#### What is required:
Each line of the data below that contains "RenderMode" must be copied.

#### Raw data:
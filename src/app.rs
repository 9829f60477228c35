//! The application context tying scene, physics, camera and input together.

use std::rc::Rc;

use embedded_graphics_core::draw_target::DrawTarget;
use embedded_graphics_core::pixelcolor::{Rgb565, Rgb888, RgbColor};
use log::{debug, info, warn};
use nalgebra::{Point3, UnitQuaternion, Vector3};
use rand::rngs::StdRng;
use rand::{Rng, SeedableRng};

use crate::camera::Camera;
use crate::config::SceneConfig;
use crate::controls::OrbitControls;
use crate::error::{Error, Result};
use crate::input::InputEvent;
use crate::mesh::{Geometry, Material, Mesh};
use crate::perf::{FrameStats, Phase};
use crate::physics::{sync_body_to_mesh, BodyId, Collider, ContactMaterial, MaterialId, PhysicsWorld, RigidBody};
use crate::picking::PointerProjector;
use crate::primitives;
use crate::render::{check_viewport, Renderer};
use crate::scene::{AmbientLight, DirectionalLight, Light, MeshId, Scene};
use crate::store::WorldState;

/// The static ground: one mesh, one body and the material every sphere's
/// contact rule is paired with. Not part of the [`WorldState`].
#[derive(Debug, Clone, Copy, PartialEq)]
pub struct Ground {
    pub mesh: MeshId,
    pub body: BodyId,
    pub material: MaterialId,
}

/// Everything the click-to-drop scene needs, owned in one place.
pub struct SphereDrop {
    config: SceneConfig,
    scene: Scene,
    physics: PhysicsWorld,
    renderer: Renderer,
    controls: OrbitControls,
    projector: PointerProjector,
    store: WorldState,
    ground: Ground,
    sphere_geometry: Rc<Geometry>,
    rng: StdRng,
    stats: FrameStats,
    draw_failed: bool,
}

impl SphereDrop {
    /// Build the stock scene: lights, helpers, ground and camera.
    pub fn new(config: SceneConfig) -> Result<SphereDrop> {
        check_viewport(config.width, config.height)?;

        let mut camera = Camera::perspective(config.fov_degrees, config.aspect_ratio(), config.near, config.far);
        camera.look_at(config.camera_position, Point3::origin());
        let mut renderer = Renderer::new(config.width, config.height, camera)?;

        let mut controls = OrbitControls::new(Point3::origin(), config.height);
        controls.update(&mut renderer.camera);

        let mut scene = Scene::new();
        scene.background = config.background;
        scene.add_light(Light::Ambient(AmbientLight {
            color: Rgb565::WHITE,
            intensity: config.ambient_intensity,
        }));
        let mut sun = DirectionalLight::new(Rgb565::WHITE, config.directional_intensity);
        sun.position = config.directional_position;
        sun.cast_shadow = true;
        scene.add_light(Light::Directional(sun));

        scene.add(Mesh::new(Rc::new(primitives::axes(config.axes_size)))?);
        scene.add(Mesh::new(Rc::new(primitives::grid(
            config.grid_size,
            config.grid_divisions,
            config.grid_color,
        )))?);

        let tilt = UnitQuaternion::from_euler_angles(config.ground_tilt, 0.0, 0.0);
        let ground_geometry = primitives::plane(config.ground_size, config.ground_size, 10, 10)?;
        let mut ground_mesh = Mesh::new(Rc::new(ground_geometry))?
            .with_material(Material::standard(config.ground_color).with_double_sided(true));
        ground_mesh.receive_shadow = true;
        ground_mesh.set_rotation(tilt);
        let ground_mesh = scene.add(ground_mesh);

        let mut physics = PhysicsWorld::new();
        physics.set_gravity(config.gravity);
        physics.solver_iterations = config.solver_iterations;
        let ground_material = physics.add_material();
        let half = config.ground_size * 0.5;
        let ground_body = physics.add_body(
            RigidBody::new_static()
                .with_collider(Collider::Cuboid {
                    half_extents: Vector3::new(half, half, config.ground_half_thickness),
                })
                .with_orientation(tilt)
                .with_material(ground_material),
        );

        let sphere_geometry = Rc::new(primitives::sphere(
            config.sphere_radius,
            config.sphere_width_segments,
            config.sphere_height_segments,
        )?);

        let rng = match config.seed {
            Some(seed) => StdRng::seed_from_u64(seed),
            None => StdRng::from_entropy(),
        };

        info!(
            "scene ready: {}x{} viewport, {} meshes, gravity {:?}",
            config.width,
            config.height,
            scene.mesh_count(),
            config.gravity.as_slice()
        );

        Ok(SphereDrop {
            config,
            scene,
            physics,
            renderer,
            controls,
            projector: PointerProjector::new(),
            store: WorldState::new(),
            ground: Ground {
                mesh: ground_mesh,
                body: ground_body,
                material: ground_material,
            },
            sphere_geometry,
            rng,
            stats: FrameStats::new(),
            draw_failed: false,
        })
    }

    pub fn config(&self) -> &SceneConfig {
        &self.config
    }

    pub fn scene(&self) -> &Scene {
        &self.scene
    }

    pub fn physics(&self) -> &PhysicsWorld {
        &self.physics
    }

    pub fn camera(&self) -> &Camera {
        &self.renderer.camera
    }

    pub fn renderer(&self) -> &Renderer {
        &self.renderer
    }

    pub fn projector(&self) -> &PointerProjector {
        &self.projector
    }

    pub fn store(&self) -> &WorldState {
        &self.store
    }

    pub fn ground(&self) -> Ground {
        self.ground
    }

    pub fn stats(&self) -> &FrameStats {
        &self.stats
    }

    fn random_color(&mut self) -> Rgb565 {
        let rgb: u32 = self.rng.gen_range(0..=0xFF_FFFF);
        Rgb888::new((rgb >> 16) as u8, (rgb >> 8) as u8, rgb as u8).into()
    }

    /// Project a pointer position the way a pointer-down does and remember it.
    pub fn project_pointer(&mut self, x: f32, y: f32) -> Point3<f32> {
        self.projector.project(
            x,
            y,
            self.renderer.width(),
            self.renderer.height(),
            &self.renderer.camera,
            &self.scene.position,
        )
    }

    /// Create a sphere mesh and body at `position`, pair them with a fresh
    /// ground contact rule and record them in the store.
    pub fn spawn_sphere(&mut self, position: Point3<f32>) -> Result<(MeshId, BodyId)> {
        let radius = self.config.sphere_radius;
        let color = self.random_color();

        let mut mesh = Mesh::new(self.sphere_geometry.clone())?.with_material(
            Material::standard(color)
                .with_metalness(0.0)
                .with_roughness(0.0),
        );
        mesh.cast_shadow = true;
        mesh.set_position(position.x, position.y, position.z);

        let body = RigidBody::new(self.config.sphere_mass)?
            .with_position(position.coords)
            .with_collider(Collider::Sphere { radius })
            .with_inertia_sphere(radius);

        let material = self.physics.add_material();
        let body = self.physics.add_body(body.with_material(material));
        self.physics.add_contact_material(
            ContactMaterial::new(self.ground.material, material).with_restitution(self.config.sphere_restitution),
        );
        let mesh = self.scene.add(mesh);
        self.store.push_pair(mesh, body);

        debug!(
            "spawned sphere #{} at ({:.3}, {:.3}, {:.3})",
            self.store.len() - 1,
            position.x,
            position.y,
            position.z
        );
        Ok((mesh, body))
    }

    /// Advance the simulation by one frame's time step.
    pub fn step(&mut self) {
        self.physics.step_fixed(self.config.time_step, self.config.substeps);
    }

    /// Copy every body's position and orientation onto its mesh, ground included.
    pub fn sync(&mut self) -> Result<()> {
        let ground = self.ground;
        let pairs = std::iter::once((ground.mesh, ground.body)).chain(self.store.pairs());
        for (mesh_id, body_id) in pairs {
            let body = self.physics.body(body_id).ok_or(Error::UnknownBody(body_id))?;
            let mesh = self.scene.mesh_mut(mesh_id).ok_or(Error::UnknownMesh(mesh_id))?;
            sync_body_to_mesh(body, mesh);
        }
        Ok(())
    }

    /// Render the scene from the current camera.
    ///
    /// Draw target errors are logged once and otherwise ignored.
    pub fn present<D>(&mut self, target: &mut D)
    where
        D: DrawTarget<Color = Rgb565>,
        D::Error: core::fmt::Debug,
    {
        if let Err(e) = self.renderer.render(&self.scene, target) {
            if !self.draw_failed {
                warn!("drawing failed: {:?}", e);
                self.draw_failed = true;
            }
        }
    }

    /// One animation frame: controls, step, sync, present.
    pub fn frame<D>(&mut self, target: &mut D) -> Result<()>
    where
        D: DrawTarget<Color = Rgb565>,
        D::Error: core::fmt::Debug,
    {
        self.stats.start_of_frame();
        self.controls.update(&mut self.renderer.camera);
        self.stats.discard();

        self.step();
        self.stats.measure(Phase::Step);
        self.sync()?;
        self.stats.measure(Phase::Sync);
        self.present(target);
        self.stats.measure(Phase::Render);

        self.stats.finish_frame(self.store.len());
        Ok(())
    }

    /// Adopt a new viewport size and render once at that size.
    pub fn resize<D>(&mut self, width: u32, height: u32, target: &mut D) -> Result<()>
    where
        D: DrawTarget<Color = Rgb565>,
        D::Error: core::fmt::Debug,
    {
        if let Err(e) = check_viewport(width, height) {
            warn!("ignoring resize: {}", e);
            return Err(e);
        }

        let camera = &mut self.renderer.camera;
        camera.set_aspect_ratio(width as f32 / height as f32);
        camera.update_projection();
        self.renderer.set_size(width, height)?;
        self.controls.set_viewport_height(height);
        info!("resized to {}x{}", width, height);

        self.present(target);
        Ok(())
    }

    /// Dispatch one input event.
    pub fn handle_event<D>(&mut self, event: InputEvent, target: &mut D) -> Result<()>
    where
        D: DrawTarget<Color = Rgb565>,
        D::Error: core::fmt::Debug,
    {
        match event {
            InputEvent::PointerDown { x, y, button } => {
                self.project_pointer(x, y);
                self.controls.pointer_down(x, y, button);
            }
            InputEvent::PointerMove { x, y } => self.controls.pointer_move(x, y, &self.renderer.camera),
            InputEvent::PointerUp { .. } => self.controls.pointer_up(),
            InputEvent::Click { .. } => {
                self.spawn_sphere(self.projector.last_point())?;
            }
            InputEvent::Wheel { delta } => self.controls.wheel(delta),
            InputEvent::Resize { width, height } => self.resize(width, height, target)?,
        }
        Ok(())
    }
}

#[cfg(test)]
mod tests {
    use super::*;
    use crate::mesh::RenderMode;
    use crate::physics::BodyType;

    fn app() -> SphereDrop {
        SphereDrop::new(SceneConfig::default().with_seed(1)).unwrap()
    }

    #[test]
    fn test_stock_scene_contents() {
        let app = app();
        let scene = app.scene();
        assert_eq!(scene.mesh_count(), 3);
        assert_eq!(scene.lights().len(), 2);
        assert!(scene.directional_lights().all(|l| l.cast_shadow));

        let ground = scene.mesh(app.ground().mesh).unwrap();
        assert!(ground.receive_shadow);
        assert!(ground.material.double_sided);
        assert_eq!(ground.render_mode, RenderMode::Solid);
        // Plane normal rotated from +Z to +Y
        assert!((ground.world_normal(0).unwrap() - Vector3::y()).norm() < 1e-5);

        let body = app.physics().body(app.ground().body).unwrap();
        assert_eq!(body.body_type, BodyType::Static);
        assert_eq!(app.physics().body_count(), 1);
        assert_eq!(app.physics().solver_iterations, 10);
        assert!(app.store().is_empty());
    }

    #[test]
    fn test_camera_aims_at_origin() {
        let app = app();
        assert!((app.camera().position - Point3::new(0.0, 2.0, 14.0)).norm() < 1e-4);
        assert_eq!(app.camera().target(), Point3::origin());
    }

    #[test]
    fn test_zero_viewport_config_rejected() {
        let result = SphereDrop::new(SceneConfig::default().with_viewport(0, 480));
        assert!(matches!(result, Err(Error::InvalidViewport { .. })));
    }

    #[test]
    fn test_spawn_registers_body_mesh_and_rule() {
        let mut app = app();
        let (mesh, body) = app.spawn_sphere(Point3::new(1.0, 3.0, 0.0)).unwrap();

        assert_eq!(app.store().pairs().collect::<Vec<_>>(), vec![(mesh, body)]);
        assert_eq!(app.physics().contact_material_count(), 1);

        let sphere = app.scene().mesh(mesh).unwrap();
        assert!(sphere.cast_shadow);
        assert_eq!(sphere.material.metalness, 0.0);
        assert_eq!(sphere.material.roughness, 0.0);
        assert_eq!(sphere.position(), Point3::new(1.0, 3.0, 0.0));

        let rb = app.physics().body(body).unwrap();
        assert_eq!(rb.mass, 0.3);
        assert_eq!(rb.collider, Some(Collider::Sphere { radius: 0.125 }));
        let rule = app.physics().contact_material(rb.material, app.ground().material);
        assert_eq!(rule.restitution, 0.3);
        assert_ne!(rb.material, app.ground().material);
    }

    #[test]
    fn test_seeded_colors_are_reproducible() {
        let mut a = app();
        let mut b = app();
        for _ in 0..3 {
            assert_eq!(a.random_color(), b.random_color());
        }
    }

    #[test]
    fn test_bad_sphere_config_leaves_world_untouched() {
        let mut config = SceneConfig::default();
        config.sphere_mass = 0.0;
        let mut app = SphereDrop::new(config).unwrap();

        assert!(matches!(app.spawn_sphere(Point3::origin()), Err(Error::InvalidBody(_))));
        assert_eq!(app.physics().body_count(), 1);
        assert_eq!(app.physics().contact_material_count(), 0);
        assert_eq!(app.scene().mesh_count(), 3);
        assert!(app.store().is_empty());
    }
}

#### Expected answer:
    use crate::mesh::RenderMode;
        assert_eq!(ground.render_mode, RenderMode::Solid);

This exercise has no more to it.